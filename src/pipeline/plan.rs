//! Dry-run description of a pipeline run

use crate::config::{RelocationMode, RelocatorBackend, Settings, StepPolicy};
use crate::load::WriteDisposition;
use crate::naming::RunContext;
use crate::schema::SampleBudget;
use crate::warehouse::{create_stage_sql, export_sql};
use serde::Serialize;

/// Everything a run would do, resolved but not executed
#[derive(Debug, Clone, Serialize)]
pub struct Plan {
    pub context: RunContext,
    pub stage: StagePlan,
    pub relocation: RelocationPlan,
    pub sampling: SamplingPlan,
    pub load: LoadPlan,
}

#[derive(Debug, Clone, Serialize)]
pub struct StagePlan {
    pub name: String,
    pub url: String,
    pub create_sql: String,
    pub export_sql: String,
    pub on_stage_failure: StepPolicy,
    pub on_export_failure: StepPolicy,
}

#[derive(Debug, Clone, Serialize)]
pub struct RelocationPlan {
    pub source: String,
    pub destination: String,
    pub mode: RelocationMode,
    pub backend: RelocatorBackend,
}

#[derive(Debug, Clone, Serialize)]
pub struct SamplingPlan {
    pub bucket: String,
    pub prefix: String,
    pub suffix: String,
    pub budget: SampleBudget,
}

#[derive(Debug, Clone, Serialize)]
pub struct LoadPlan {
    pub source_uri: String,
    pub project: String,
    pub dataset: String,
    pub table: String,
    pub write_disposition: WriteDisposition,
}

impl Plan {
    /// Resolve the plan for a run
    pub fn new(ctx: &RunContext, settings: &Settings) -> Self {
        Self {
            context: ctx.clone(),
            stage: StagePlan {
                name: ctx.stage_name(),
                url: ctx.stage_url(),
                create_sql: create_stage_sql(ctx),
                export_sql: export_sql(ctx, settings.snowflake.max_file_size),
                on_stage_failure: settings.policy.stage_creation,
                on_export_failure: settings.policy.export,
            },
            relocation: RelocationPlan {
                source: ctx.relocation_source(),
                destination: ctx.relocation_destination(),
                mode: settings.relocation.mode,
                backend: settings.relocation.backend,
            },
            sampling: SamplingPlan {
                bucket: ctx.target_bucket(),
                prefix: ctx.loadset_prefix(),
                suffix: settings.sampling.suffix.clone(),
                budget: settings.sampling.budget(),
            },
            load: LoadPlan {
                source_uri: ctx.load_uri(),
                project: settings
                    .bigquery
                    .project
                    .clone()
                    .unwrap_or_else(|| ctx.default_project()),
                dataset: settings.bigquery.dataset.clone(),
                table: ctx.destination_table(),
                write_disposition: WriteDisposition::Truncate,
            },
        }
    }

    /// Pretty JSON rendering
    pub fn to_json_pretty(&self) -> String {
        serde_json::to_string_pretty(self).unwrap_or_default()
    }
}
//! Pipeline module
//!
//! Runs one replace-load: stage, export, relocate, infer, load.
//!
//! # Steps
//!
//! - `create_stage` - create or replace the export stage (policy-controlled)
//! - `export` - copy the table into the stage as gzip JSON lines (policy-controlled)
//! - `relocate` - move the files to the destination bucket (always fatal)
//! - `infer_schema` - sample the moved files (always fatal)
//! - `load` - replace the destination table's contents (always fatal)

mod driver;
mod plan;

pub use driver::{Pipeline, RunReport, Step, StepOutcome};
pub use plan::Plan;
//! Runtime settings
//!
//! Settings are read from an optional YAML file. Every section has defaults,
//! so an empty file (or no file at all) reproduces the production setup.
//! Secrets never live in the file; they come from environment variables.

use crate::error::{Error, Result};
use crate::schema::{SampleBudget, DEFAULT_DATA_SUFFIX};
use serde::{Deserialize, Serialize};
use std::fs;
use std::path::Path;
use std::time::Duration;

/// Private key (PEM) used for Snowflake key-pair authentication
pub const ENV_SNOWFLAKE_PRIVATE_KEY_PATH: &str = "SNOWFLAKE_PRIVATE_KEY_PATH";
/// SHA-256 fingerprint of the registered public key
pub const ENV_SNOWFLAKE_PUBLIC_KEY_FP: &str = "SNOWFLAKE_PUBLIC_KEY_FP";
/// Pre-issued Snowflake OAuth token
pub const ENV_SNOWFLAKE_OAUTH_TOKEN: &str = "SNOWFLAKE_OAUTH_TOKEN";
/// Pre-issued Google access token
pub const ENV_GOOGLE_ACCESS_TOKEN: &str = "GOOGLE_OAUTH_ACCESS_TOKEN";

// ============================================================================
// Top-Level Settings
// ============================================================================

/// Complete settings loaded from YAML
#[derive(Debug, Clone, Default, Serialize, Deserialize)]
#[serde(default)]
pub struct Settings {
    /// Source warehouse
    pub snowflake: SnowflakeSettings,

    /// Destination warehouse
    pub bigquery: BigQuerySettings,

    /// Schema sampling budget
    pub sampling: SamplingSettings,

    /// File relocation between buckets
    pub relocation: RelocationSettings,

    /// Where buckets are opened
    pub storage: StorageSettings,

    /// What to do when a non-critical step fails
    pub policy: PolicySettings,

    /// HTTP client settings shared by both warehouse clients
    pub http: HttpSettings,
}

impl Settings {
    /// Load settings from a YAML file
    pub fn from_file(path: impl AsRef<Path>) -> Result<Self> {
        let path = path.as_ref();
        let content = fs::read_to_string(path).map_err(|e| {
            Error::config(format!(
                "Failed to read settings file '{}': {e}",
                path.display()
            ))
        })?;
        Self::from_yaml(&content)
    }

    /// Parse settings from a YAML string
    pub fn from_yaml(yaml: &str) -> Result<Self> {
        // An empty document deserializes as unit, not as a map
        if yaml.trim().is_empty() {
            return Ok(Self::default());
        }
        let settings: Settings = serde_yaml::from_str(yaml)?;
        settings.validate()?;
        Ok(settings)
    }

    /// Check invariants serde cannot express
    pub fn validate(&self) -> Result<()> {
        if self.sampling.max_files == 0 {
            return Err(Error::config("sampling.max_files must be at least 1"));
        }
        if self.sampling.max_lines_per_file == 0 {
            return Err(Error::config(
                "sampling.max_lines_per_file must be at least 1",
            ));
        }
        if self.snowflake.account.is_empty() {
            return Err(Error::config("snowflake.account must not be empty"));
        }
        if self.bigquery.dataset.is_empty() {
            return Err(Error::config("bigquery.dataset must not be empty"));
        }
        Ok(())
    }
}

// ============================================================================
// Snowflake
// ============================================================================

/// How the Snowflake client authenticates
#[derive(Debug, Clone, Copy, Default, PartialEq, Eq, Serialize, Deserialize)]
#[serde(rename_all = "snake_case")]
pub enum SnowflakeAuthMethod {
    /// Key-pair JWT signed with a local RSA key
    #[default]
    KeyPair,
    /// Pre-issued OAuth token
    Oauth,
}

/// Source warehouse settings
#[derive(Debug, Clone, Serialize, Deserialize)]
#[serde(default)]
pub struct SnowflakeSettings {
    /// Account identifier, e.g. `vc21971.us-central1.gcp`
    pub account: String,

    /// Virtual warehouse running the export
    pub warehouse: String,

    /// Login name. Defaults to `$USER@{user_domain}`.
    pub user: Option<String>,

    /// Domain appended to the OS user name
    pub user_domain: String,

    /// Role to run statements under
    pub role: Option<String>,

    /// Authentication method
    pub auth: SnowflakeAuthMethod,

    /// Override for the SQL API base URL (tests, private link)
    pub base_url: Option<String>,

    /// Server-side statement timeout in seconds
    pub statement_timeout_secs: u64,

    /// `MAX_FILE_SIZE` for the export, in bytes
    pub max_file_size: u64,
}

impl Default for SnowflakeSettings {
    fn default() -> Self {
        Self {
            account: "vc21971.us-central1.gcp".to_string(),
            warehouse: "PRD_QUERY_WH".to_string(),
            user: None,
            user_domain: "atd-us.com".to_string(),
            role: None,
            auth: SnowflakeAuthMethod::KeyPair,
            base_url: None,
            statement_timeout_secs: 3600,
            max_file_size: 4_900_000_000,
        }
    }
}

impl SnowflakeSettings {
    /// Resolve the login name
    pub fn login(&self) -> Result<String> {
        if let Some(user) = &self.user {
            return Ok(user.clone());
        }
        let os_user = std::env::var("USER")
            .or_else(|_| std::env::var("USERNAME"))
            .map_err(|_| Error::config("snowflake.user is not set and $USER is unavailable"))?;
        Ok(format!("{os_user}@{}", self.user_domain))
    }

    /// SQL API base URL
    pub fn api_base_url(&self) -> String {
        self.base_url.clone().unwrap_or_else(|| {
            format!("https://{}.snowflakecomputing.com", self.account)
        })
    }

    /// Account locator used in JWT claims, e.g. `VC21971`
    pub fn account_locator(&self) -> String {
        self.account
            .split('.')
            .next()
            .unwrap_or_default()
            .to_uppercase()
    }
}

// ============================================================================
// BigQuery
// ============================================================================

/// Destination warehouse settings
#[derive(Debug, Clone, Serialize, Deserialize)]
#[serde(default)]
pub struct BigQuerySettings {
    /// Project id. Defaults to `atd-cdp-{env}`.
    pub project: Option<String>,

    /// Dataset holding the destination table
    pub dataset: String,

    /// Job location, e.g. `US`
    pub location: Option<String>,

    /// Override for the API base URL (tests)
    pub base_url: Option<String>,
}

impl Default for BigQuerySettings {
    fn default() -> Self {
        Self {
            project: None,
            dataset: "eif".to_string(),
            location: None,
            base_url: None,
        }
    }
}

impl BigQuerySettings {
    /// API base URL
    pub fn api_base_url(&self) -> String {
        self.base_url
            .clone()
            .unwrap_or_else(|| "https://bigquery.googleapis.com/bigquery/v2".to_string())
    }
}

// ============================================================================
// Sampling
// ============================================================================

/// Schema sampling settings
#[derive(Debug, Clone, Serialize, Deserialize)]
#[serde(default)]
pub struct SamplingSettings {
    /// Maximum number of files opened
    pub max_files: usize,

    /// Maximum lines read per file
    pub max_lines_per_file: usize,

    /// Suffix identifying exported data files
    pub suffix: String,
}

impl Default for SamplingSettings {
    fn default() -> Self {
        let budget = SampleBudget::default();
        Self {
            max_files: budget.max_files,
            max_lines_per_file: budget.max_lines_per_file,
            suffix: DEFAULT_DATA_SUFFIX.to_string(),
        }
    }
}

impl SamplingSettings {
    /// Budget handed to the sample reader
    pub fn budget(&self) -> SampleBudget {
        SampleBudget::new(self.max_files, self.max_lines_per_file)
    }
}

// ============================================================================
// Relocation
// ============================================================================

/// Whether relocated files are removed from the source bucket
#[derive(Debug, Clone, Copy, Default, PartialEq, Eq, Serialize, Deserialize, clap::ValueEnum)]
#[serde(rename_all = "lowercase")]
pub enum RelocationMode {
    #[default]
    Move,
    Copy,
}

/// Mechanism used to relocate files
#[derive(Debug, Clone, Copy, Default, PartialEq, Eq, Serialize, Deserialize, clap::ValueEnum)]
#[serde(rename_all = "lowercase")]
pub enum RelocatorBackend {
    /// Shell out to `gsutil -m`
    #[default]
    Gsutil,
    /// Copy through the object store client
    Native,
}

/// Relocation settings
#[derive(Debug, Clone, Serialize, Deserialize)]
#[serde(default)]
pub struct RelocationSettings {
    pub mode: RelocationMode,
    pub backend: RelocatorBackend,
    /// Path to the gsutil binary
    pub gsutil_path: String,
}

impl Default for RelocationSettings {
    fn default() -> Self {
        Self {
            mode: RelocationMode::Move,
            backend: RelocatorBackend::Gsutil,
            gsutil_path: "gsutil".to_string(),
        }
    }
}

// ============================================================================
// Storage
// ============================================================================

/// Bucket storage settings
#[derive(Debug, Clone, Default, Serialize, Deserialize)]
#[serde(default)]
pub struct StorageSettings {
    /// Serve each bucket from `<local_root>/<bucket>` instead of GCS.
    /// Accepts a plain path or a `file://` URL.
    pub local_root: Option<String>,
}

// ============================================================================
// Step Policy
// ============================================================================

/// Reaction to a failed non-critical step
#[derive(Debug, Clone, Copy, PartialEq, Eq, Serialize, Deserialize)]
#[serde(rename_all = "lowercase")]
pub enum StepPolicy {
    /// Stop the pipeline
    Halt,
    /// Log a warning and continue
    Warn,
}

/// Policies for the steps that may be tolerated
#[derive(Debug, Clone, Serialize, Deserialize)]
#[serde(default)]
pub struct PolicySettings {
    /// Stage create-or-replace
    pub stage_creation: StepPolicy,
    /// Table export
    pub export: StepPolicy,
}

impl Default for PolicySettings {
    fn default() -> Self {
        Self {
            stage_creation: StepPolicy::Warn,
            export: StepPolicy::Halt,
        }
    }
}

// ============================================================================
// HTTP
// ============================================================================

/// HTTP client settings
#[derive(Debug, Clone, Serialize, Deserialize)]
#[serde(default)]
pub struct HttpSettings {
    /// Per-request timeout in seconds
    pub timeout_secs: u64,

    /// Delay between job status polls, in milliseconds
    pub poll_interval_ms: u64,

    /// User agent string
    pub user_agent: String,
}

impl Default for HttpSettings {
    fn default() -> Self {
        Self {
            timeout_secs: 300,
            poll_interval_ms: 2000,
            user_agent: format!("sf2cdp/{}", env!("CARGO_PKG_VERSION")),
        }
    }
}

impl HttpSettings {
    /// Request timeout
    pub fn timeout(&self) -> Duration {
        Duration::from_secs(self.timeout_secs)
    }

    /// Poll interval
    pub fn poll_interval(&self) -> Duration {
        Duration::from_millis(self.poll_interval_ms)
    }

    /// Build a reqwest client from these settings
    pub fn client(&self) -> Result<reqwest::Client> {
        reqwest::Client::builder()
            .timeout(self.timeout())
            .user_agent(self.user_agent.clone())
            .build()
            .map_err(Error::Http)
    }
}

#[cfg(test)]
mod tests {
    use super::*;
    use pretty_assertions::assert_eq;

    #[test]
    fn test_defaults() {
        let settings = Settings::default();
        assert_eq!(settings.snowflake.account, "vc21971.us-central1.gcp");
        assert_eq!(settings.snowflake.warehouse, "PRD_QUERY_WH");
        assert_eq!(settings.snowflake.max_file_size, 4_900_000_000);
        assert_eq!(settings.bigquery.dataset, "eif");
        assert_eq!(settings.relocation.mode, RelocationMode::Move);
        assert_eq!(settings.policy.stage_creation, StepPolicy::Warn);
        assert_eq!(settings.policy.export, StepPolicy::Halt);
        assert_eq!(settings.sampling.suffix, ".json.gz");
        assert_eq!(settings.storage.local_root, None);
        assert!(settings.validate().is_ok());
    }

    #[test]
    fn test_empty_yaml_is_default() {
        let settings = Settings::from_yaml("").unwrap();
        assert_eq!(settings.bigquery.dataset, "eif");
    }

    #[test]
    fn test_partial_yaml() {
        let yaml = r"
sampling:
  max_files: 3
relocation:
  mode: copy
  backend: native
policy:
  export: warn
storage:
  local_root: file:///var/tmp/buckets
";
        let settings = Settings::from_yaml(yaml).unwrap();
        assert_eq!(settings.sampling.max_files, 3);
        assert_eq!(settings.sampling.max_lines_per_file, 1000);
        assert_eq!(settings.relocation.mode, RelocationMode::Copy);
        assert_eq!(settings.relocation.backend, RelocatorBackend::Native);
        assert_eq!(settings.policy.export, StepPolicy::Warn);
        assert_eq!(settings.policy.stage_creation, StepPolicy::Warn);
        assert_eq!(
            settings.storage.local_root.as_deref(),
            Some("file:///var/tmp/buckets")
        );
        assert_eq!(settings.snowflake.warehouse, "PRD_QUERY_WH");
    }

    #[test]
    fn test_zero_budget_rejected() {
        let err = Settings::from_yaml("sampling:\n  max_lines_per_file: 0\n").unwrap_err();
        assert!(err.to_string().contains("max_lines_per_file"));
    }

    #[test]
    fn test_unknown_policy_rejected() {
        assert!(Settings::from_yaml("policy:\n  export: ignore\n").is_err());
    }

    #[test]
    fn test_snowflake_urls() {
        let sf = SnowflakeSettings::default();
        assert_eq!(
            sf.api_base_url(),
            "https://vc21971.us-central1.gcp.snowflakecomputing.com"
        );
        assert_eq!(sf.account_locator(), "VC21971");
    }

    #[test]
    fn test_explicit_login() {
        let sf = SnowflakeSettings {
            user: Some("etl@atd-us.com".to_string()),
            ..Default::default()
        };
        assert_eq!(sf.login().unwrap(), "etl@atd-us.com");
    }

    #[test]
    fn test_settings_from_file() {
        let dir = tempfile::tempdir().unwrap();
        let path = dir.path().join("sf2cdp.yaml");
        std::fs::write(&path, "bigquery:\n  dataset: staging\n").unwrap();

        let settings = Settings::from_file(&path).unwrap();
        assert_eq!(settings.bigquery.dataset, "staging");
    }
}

Task
Return every line from the material that contains the word "Maximum".

Task answer
    /// Maximum number of files opened
    /// Maximum lines read per file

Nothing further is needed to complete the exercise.